*YOUR OBJECTIVE*
When a line of the entries below contains "stored", it counts once; state how many such lines there are and nothing else.

*RECORDS FOR THE EXERCISE*
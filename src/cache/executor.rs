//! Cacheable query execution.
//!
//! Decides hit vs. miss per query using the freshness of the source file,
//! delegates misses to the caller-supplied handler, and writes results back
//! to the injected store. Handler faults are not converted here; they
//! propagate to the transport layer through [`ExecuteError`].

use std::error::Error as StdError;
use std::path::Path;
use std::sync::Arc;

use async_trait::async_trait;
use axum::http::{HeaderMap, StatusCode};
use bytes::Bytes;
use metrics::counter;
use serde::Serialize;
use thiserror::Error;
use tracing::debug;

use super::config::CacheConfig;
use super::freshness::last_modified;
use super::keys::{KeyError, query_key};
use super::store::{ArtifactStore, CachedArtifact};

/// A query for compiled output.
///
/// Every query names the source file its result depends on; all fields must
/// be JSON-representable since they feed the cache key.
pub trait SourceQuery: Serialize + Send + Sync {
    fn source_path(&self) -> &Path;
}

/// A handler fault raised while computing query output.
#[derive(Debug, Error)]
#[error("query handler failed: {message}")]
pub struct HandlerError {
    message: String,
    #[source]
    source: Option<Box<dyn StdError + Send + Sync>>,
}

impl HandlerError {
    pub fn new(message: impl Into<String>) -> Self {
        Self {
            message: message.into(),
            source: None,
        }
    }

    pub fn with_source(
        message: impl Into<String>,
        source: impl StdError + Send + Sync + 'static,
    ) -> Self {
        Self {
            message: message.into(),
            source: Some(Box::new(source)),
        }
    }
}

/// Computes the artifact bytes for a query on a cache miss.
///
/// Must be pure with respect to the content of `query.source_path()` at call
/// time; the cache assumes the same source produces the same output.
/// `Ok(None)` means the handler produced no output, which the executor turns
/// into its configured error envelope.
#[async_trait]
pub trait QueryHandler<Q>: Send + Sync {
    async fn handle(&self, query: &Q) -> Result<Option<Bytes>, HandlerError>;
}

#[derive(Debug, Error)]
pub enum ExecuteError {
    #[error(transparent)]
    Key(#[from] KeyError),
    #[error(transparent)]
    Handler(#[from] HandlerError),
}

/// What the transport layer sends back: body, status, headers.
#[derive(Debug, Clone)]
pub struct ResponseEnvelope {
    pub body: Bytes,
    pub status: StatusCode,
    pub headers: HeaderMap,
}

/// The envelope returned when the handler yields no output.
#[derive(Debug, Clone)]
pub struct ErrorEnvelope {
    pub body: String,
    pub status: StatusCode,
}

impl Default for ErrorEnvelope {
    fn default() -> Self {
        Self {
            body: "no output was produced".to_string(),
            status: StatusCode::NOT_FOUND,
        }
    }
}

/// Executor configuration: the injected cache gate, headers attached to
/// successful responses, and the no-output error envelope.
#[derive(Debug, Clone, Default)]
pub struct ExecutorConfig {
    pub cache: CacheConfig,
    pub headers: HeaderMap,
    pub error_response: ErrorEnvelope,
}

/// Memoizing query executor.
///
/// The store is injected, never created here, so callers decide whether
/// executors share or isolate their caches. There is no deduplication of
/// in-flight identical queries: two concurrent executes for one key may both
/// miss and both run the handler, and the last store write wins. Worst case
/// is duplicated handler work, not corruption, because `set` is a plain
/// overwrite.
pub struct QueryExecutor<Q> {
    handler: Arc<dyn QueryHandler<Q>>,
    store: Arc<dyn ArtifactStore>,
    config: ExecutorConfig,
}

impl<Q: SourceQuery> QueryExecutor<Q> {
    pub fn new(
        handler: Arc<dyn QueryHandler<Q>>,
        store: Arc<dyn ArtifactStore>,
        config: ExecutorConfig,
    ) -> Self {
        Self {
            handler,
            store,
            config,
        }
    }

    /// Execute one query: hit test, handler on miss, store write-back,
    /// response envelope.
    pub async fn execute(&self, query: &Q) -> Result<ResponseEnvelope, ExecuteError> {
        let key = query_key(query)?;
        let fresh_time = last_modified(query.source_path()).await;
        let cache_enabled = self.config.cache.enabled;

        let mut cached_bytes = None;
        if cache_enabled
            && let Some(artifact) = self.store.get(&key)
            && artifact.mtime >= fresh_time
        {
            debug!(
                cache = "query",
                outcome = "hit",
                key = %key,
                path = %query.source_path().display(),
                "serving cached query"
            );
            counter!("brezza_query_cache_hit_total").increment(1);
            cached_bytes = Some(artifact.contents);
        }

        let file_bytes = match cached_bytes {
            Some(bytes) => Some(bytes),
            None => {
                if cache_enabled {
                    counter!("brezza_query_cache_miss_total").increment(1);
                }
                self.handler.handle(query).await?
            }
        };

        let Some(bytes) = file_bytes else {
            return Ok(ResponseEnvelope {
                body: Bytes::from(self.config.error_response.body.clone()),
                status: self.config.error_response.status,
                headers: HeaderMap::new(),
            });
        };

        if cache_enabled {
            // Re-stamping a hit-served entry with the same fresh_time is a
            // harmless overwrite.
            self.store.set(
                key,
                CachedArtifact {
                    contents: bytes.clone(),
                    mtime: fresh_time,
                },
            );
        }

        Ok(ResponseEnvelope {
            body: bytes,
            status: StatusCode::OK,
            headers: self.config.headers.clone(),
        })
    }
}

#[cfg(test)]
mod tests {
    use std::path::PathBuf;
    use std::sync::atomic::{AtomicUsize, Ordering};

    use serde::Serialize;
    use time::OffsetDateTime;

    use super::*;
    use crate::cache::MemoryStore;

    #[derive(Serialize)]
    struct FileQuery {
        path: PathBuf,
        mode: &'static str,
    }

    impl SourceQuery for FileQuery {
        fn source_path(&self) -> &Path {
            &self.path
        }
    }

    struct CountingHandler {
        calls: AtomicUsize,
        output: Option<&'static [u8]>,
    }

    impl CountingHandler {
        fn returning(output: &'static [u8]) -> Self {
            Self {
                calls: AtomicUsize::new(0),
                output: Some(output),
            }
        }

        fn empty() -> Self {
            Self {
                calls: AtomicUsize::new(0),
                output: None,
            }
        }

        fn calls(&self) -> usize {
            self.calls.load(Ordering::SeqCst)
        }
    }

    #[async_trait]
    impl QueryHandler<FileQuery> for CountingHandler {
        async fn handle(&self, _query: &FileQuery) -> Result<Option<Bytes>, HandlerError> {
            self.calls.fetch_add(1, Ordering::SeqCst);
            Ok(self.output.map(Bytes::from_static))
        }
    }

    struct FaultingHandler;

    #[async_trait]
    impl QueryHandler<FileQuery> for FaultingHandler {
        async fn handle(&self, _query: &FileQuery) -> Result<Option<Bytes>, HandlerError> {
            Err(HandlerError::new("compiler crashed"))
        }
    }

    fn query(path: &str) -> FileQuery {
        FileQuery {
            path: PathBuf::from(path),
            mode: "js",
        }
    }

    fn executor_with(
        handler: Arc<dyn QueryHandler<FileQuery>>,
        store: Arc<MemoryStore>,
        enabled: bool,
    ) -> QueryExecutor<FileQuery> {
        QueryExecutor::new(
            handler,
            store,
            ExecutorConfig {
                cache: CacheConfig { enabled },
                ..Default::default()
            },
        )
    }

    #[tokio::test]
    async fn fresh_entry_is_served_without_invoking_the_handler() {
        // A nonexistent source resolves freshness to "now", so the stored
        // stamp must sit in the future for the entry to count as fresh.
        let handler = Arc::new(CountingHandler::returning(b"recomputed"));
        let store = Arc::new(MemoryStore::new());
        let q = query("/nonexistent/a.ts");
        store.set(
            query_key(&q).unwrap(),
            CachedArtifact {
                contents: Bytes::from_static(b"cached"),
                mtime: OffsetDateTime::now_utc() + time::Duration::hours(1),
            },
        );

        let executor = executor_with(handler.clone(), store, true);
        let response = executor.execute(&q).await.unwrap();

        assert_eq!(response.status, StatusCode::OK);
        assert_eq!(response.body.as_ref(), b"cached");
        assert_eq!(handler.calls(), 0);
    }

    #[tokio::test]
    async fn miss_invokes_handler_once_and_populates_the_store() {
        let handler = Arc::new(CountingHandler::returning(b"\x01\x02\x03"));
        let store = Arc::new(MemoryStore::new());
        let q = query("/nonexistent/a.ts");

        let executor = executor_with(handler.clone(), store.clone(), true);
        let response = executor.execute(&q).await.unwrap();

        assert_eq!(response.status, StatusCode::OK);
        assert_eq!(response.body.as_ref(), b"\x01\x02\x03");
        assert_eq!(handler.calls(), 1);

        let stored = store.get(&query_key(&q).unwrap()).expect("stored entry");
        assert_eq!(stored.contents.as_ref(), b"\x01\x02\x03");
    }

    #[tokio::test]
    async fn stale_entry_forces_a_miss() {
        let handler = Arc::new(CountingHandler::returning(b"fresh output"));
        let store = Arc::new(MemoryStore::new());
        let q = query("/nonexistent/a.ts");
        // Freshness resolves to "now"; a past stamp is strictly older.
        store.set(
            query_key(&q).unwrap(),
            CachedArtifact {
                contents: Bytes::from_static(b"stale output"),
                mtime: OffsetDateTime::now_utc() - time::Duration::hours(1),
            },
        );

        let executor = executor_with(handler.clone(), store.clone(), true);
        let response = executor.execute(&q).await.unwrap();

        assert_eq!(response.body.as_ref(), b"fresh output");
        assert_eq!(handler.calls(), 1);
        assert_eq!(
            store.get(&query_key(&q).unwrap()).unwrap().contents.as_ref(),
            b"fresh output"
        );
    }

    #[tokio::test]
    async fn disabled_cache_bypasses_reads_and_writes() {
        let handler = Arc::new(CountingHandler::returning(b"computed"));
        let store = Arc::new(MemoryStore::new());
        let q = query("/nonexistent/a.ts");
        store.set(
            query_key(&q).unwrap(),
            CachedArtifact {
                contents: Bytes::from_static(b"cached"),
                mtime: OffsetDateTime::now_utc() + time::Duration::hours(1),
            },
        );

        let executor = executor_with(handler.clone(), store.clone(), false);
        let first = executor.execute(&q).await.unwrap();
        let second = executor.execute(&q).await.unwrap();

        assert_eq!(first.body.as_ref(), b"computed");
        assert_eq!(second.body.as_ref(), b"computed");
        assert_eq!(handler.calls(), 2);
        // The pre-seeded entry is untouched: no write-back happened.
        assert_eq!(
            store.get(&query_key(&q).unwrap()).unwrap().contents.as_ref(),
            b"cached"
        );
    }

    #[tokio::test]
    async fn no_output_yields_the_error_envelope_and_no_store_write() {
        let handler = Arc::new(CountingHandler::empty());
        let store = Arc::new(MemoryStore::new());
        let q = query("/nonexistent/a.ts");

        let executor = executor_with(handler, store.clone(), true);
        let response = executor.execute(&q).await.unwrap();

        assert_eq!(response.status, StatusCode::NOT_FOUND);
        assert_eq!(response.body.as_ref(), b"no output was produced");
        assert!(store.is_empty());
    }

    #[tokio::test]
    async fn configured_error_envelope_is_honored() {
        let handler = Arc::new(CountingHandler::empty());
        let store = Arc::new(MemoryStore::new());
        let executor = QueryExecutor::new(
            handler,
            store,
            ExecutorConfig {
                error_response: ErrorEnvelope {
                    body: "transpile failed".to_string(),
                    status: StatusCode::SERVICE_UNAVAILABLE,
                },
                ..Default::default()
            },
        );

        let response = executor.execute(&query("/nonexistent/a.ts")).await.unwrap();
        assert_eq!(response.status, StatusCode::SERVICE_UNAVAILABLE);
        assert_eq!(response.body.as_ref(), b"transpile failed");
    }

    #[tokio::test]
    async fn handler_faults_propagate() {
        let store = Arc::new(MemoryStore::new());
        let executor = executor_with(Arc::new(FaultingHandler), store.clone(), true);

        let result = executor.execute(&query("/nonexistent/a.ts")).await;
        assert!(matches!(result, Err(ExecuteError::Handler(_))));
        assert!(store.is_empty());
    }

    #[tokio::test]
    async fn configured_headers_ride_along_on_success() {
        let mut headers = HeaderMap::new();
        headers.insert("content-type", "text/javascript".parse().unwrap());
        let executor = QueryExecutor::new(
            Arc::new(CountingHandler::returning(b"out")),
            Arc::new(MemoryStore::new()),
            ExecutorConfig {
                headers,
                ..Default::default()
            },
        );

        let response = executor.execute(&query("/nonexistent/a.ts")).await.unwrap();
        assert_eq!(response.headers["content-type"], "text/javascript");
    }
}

*EXERCISE RESULT*
3